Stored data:
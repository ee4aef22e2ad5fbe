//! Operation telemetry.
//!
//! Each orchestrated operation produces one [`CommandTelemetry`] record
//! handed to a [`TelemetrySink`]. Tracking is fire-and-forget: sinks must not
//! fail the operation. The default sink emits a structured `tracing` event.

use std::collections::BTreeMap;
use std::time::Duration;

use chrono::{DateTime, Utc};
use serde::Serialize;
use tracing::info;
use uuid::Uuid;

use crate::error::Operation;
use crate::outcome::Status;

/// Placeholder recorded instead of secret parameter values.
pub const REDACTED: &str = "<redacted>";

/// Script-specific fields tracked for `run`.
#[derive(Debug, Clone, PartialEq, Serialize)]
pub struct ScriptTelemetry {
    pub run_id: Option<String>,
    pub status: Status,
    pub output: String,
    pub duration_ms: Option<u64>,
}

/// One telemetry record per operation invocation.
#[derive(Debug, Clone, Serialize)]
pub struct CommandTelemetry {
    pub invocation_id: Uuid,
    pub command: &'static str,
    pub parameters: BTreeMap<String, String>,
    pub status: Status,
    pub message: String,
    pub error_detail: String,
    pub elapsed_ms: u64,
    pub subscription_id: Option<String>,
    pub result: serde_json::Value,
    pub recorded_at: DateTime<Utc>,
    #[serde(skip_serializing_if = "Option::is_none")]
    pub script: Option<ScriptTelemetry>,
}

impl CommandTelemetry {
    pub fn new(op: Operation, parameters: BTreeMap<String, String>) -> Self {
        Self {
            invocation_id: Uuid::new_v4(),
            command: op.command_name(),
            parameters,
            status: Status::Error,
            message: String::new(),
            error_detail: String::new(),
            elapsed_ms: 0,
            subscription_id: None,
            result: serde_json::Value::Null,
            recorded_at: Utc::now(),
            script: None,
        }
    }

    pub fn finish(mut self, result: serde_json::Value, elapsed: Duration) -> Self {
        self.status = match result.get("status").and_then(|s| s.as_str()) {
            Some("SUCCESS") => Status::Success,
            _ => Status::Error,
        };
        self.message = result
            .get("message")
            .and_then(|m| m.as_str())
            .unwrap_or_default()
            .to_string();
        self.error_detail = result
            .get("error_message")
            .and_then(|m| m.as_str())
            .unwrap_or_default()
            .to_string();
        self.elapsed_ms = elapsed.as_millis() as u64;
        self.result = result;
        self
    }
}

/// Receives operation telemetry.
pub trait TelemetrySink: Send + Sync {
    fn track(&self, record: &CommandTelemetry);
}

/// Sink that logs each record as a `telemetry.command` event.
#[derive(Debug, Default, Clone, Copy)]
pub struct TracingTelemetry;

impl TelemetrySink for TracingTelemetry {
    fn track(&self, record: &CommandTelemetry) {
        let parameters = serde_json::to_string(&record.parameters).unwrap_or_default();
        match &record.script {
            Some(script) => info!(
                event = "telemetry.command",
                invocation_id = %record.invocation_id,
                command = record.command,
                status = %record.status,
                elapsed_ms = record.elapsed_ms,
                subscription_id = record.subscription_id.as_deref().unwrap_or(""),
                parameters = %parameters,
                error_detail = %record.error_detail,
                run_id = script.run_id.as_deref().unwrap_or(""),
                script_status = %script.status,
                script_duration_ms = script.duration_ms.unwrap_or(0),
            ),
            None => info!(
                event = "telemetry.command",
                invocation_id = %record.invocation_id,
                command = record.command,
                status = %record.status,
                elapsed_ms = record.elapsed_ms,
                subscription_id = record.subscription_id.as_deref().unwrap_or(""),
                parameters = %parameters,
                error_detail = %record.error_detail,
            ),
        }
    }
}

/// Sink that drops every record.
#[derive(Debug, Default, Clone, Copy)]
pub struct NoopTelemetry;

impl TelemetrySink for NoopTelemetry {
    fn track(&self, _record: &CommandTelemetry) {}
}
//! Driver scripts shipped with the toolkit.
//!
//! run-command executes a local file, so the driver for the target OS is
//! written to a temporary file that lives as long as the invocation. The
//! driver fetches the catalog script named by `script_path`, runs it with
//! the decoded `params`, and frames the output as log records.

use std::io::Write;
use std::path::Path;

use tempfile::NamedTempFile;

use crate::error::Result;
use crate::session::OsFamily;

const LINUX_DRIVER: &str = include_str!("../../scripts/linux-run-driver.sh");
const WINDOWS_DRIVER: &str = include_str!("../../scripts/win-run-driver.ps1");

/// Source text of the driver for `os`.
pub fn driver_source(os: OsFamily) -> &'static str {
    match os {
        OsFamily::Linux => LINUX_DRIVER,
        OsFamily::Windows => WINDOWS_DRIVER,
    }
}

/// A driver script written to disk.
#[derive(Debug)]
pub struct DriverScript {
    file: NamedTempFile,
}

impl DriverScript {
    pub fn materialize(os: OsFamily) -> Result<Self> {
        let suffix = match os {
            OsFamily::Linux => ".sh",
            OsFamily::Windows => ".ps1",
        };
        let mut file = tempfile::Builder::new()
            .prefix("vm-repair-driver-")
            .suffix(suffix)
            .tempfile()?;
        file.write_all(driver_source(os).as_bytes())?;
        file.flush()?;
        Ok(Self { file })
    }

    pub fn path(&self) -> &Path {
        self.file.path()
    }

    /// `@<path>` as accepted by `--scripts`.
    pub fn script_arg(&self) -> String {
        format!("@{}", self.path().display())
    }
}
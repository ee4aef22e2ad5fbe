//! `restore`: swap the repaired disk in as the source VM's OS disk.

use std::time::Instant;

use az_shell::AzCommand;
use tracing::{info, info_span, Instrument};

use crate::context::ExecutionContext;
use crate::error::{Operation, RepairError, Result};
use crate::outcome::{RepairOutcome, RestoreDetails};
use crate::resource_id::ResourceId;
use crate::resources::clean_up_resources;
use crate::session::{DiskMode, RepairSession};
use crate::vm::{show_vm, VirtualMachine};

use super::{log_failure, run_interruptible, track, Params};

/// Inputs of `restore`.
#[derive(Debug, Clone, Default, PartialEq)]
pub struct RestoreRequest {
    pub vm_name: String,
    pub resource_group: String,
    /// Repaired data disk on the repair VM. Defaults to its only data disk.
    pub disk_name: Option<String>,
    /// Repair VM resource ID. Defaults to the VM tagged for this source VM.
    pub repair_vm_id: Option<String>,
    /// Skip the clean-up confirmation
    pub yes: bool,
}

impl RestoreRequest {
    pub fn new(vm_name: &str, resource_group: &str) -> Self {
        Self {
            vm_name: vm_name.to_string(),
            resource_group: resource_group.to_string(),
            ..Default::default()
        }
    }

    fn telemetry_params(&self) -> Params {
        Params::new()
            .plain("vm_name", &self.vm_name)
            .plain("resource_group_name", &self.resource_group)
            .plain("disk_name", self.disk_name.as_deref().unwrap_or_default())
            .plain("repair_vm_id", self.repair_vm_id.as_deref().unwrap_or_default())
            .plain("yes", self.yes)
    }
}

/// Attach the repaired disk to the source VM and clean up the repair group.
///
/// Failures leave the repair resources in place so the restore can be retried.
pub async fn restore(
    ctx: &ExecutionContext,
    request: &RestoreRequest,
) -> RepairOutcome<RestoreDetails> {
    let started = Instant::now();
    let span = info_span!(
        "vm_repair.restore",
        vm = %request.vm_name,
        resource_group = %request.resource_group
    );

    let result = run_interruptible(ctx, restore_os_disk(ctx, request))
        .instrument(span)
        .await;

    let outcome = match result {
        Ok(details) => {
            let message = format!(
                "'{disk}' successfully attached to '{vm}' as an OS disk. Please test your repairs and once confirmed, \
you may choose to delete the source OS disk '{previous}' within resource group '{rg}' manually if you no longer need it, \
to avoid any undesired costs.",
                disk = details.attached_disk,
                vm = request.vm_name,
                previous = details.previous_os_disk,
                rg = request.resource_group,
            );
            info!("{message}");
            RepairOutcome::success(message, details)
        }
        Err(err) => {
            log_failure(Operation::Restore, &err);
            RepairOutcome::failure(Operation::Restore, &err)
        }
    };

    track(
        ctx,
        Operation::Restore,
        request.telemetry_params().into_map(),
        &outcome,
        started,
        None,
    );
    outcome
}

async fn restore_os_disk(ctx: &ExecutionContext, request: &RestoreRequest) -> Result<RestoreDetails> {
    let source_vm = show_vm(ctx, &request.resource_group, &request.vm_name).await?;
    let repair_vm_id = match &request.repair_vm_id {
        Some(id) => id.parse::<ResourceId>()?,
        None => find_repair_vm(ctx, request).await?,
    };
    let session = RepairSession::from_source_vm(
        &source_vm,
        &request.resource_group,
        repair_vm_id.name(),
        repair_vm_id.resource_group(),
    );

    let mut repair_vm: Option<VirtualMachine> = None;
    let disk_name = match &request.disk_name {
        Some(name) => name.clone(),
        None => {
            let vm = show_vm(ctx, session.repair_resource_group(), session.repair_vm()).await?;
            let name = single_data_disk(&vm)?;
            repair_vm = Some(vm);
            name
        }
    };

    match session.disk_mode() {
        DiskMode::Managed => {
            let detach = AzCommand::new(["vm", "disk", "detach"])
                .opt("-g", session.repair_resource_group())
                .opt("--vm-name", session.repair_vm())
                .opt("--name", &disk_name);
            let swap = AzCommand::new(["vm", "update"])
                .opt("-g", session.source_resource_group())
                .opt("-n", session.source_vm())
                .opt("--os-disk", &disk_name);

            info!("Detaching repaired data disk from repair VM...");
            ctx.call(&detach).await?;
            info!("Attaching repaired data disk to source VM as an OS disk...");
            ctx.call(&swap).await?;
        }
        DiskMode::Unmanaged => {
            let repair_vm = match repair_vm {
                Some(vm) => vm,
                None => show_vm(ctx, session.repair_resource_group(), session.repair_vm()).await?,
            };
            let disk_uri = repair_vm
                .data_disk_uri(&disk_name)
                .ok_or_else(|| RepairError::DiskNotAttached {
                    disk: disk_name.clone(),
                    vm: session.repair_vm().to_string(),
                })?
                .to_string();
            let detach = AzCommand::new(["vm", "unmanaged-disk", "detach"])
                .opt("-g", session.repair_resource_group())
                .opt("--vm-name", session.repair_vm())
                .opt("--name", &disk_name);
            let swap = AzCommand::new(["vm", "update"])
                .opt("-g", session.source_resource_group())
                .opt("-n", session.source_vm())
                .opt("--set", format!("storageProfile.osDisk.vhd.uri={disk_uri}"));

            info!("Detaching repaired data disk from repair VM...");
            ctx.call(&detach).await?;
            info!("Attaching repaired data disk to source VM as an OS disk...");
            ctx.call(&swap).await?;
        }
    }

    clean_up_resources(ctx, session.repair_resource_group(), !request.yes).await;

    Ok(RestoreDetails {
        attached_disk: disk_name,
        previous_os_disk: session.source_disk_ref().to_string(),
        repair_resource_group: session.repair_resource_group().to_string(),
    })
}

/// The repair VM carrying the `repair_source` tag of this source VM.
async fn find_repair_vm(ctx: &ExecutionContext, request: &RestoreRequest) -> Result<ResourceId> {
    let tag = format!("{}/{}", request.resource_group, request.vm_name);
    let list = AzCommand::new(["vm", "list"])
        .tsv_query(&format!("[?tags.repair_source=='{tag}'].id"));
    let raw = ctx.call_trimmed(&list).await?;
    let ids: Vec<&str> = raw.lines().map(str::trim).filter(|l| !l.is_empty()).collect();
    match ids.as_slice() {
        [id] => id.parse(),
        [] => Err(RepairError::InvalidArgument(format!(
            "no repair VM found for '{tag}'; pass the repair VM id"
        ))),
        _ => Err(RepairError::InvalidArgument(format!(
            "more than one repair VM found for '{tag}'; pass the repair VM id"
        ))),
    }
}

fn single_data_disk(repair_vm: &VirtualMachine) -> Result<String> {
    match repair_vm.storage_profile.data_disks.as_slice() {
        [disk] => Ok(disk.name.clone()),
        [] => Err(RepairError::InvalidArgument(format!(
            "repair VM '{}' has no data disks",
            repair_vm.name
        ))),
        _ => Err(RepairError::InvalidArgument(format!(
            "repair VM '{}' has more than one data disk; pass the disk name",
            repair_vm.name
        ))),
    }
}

## Try it
If a line in the records includes the string "that", copy it.

## Solution
/// Sink that logs each record as a `telemetry.command` event.
/// Sink that drops every record.
//! written to a temporary file that lives as long as the invocation. The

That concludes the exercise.